[What needs to be done] Below are the records; collect from them each line containing the string "struct".

[Records supplied]
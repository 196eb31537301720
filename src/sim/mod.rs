//! Deterministic game core
//!
//! All gameplay rules live here. This module must stay pure and deterministic:
//! - Host-sampled time only (the core never reads a real clock)
//! - Seeded RNG only
//! - No rendering or platform dependencies

pub mod collision;
pub mod spawn;
pub mod state;
pub mod timer;

pub use collision::{PollOutcome, Rect, poll};
pub use spawn::Spawner;
pub use state::{Basket, FallingObject, ObjectKind, Playfield, Session};
pub use timer::{Countdown, TimerTick};
//! Host-facing session driver
//!
//! Wires the spawner, the collision poller and the countdown into a single
//! `advance(now_ms)` call. The host samples its clock, reports drag input,
//! and consumes the returned events; nothing here blocks, owns a thread, or
//! touches a real timer. Due tasks run at their own logical deadline, so the
//! outcome of a session does not depend on how coarsely the host advances.

use std::collections::BTreeMap;

use log::{debug, info};
use serde::{Deserialize, Serialize};

use crate::consts::*;
use crate::schedule::{TaskId, TimerQueue};
use crate::sim::{
    Basket, FallingObject, ObjectKind, Playfield, PollOutcome, Session, Spawner, poll,
};

/// Observable outcome of advancing the session.
///
/// Render-facing: `Spawned` asks the host to add a visual at (x, 0) and
/// animate it linearly to (x, playfield height) over [`FALL_DURATION_MS`];
/// `RemoveVisual` retires it on either resolution, whichever comes first.
#[derive(Debug, Clone, PartialEq, Serialize, Deserialize)]
pub enum GameEvent {
    Spawned { id: u32, kind: ObjectKind, x: f32 },
    /// Object landed in the basket; `score` is the value after the catch
    Caught { id: u32, kind: ObjectKind, score: i32 },
    /// Object reached the bottom uncaught
    Missed { id: u32 },
    RemoveVisual { id: u32 },
    /// Countdown advanced; display "Time: {remaining}"
    TimerTick { remaining: u32 },
    /// Countdown hit zero. Spawning stops for good; objects already in
    /// flight keep falling and can still be caught or missed.
    GameOver,
}

/// Work items on the session's timer queue
#[derive(Debug, Clone, Copy, PartialEq, Eq)]
enum Task {
    CountdownTick,
    SpawnTick,
    Poll { object_id: u32 },
}

// Deadline-tie order: the countdown must observe game over before the spawn
// gate reads it, and polls come after both.
const PRIO_COUNTDOWN: u8 = 0;
const PRIO_SPAWN: u8 = 1;
const PRIO_POLL: u8 = 2;

struct LiveObject {
    object: FallingObject,
    /// Handle of the next scheduled poll; cancelled together with clearing
    /// the alive flag so no poll ever runs for a dead object
    poll_task: TaskId,
}

/// One bounded game: a basket, a countdown, and the live object set.
///
/// Restart is external teardown: drop the session and build a new one (or
/// use [`GameSession::restart`]); the countdown has no pause or resume.
pub struct GameSession {
    playfield: Playfield,
    initial_basket: Basket,
    basket: Basket,
    session: Session,
    spawner: Spawner,
    objects: BTreeMap<u32, LiveObject>,
    queue: TimerQueue<Task>,
}

impl GameSession {
    /// Start a session at `now_ms`. The first object spawns immediately;
    /// the first countdown tick lands one period later.
    pub fn new(playfield: Playfield, basket: Basket, seed: u64, now_ms: u64) -> Self {
        let mut queue = TimerQueue::new();
        queue.schedule(now_ms + COUNTDOWN_PERIOD_MS, PRIO_COUNTDOWN, Task::CountdownTick);
        queue.schedule(now_ms, PRIO_SPAWN, Task::SpawnTick);

        info!(
            "session started: {}x{} playfield, seed {seed}",
            playfield.width, playfield.height
        );

        Self {
            playfield,
            initial_basket: basket,
            basket,
            session: Session::new(),
            spawner: Spawner::new(seed),
            objects: BTreeMap::new(),
            queue,
        }
    }

    /// Tear down and rebuild from scratch, as the external restart trigger
    /// does. The basket returns to its initial position.
    pub fn restart(&self, seed: u64, now_ms: u64) -> Self {
        Self::new(self.playfield, self.initial_basket, seed, now_ms)
    }

    /// Report an absolute basket x from the host's drag stream.
    pub fn move_basket(&mut self, x: f32) {
        self.basket.drag_to(x, &self.playfield);
    }

    /// Run everything due at or before `now_ms`, in deadline order, and
    /// return the events the host must react to.
    pub fn advance(&mut self, now_ms: u64) -> Vec<GameEvent> {
        let mut events = Vec::new();
        while let Some((_, due_ms, task)) = self.queue.pop_due(now_ms) {
            match task {
                Task::CountdownTick => self.run_countdown(due_ms, &mut events),
                Task::SpawnTick => self.run_spawn(due_ms, &mut events),
                Task::Poll { object_id } => self.run_poll(object_id, due_ms, &mut events),
            }
        }
        events
    }

    pub fn score(&self) -> i32 {
        self.session.score
    }

    pub fn remaining_secs(&self) -> u32 {
        self.session.remaining_secs()
    }

    pub fn is_over(&self) -> bool {
        self.session.is_over()
    }

    pub fn basket(&self) -> &Basket {
        &self.basket
    }

    pub fn playfield(&self) -> Playfield {
        self.playfield
    }

    pub fn live_objects(&self) -> impl Iterator<Item = &FallingObject> {
        self.objects.values().map(|live| &live.object)
    }

    pub fn live_object_count(&self) -> usize {
        self.objects.len()
    }

    fn run_countdown(&mut self, due_ms: u64, events: &mut Vec<GameEvent>) {
        let tick = self.session.countdown.tick();
        if tick.is_over {
            info!("game over, final score {}", self.session.score);
            events.push(GameEvent::GameOver);
        } else {
            events.push(GameEvent::TimerTick {
                remaining: tick.remaining,
            });
            self.queue
                .schedule(due_ms + COUNTDOWN_PERIOD_MS, PRIO_COUNTDOWN, Task::CountdownTick);
        }
    }

    fn run_spawn(&mut self, due_ms: u64, events: &mut Vec<GameEvent>) {
        // Gate read at the top of each period; once over, the spawn cadence
        // ends for good (no re-arm).
        if self.session.is_over() {
            return;
        }

        let object = self.spawner.spawn(self.playfield.width, due_ms);
        let poll_task = self
            .queue
            .schedule(due_ms, PRIO_POLL, Task::Poll { object_id: object.id });
        events.push(GameEvent::Spawned {
            id: object.id,
            kind: object.kind,
            x: object.x,
        });
        self.objects.insert(object.id, LiveObject { object, poll_task });

        self.queue
            .schedule(due_ms + SPAWN_PERIOD_MS, PRIO_SPAWN, Task::SpawnTick);
    }

    fn run_poll(&mut self, object_id: u32, due_ms: u64, events: &mut Vec<GameEvent>) {
        let outcome = match self.objects.get(&object_id) {
            Some(live) if live.object.alive => {
                poll(&live.object, &self.basket, &self.playfield, due_ms)
            }
            // Resolved earlier; stale task, drop silently
            _ => return,
        };

        match outcome {
            PollOutcome::Pending => {
                let task = self
                    .queue
                    .schedule(due_ms + POLL_PERIOD_MS, PRIO_POLL, Task::Poll { object_id });
                if let Some(live) = self.objects.get_mut(&object_id) {
                    live.poll_task = task;
                }
            }
            PollOutcome::Hit(kind) => {
                self.remove_object(object_id);
                let score = self.session.apply_catch(kind);
                debug!("object {object_id} caught ({kind:?}), score {score}");
                events.push(GameEvent::Caught {
                    id: object_id,
                    kind,
                    score,
                });
                events.push(GameEvent::RemoveVisual { id: object_id });
            }
            PollOutcome::Missed => {
                self.remove_object(object_id);
                events.push(GameEvent::Missed { id: object_id });
                events.push(GameEvent::RemoveVisual { id: object_id });
            }
        }
    }

    /// Kill an object: clear the alive flag and cancel its scheduled poll in
    /// the same step, then drop it from the live set.
    fn remove_object(&mut self, object_id: u32) {
        if let Some(mut live) = self.objects.remove(&object_id) {
            live.object.alive = false;
            self.queue.cancel(live.poll_task);
        }
    }
}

[Answer]
struct LiveObject {
pub struct GameSession {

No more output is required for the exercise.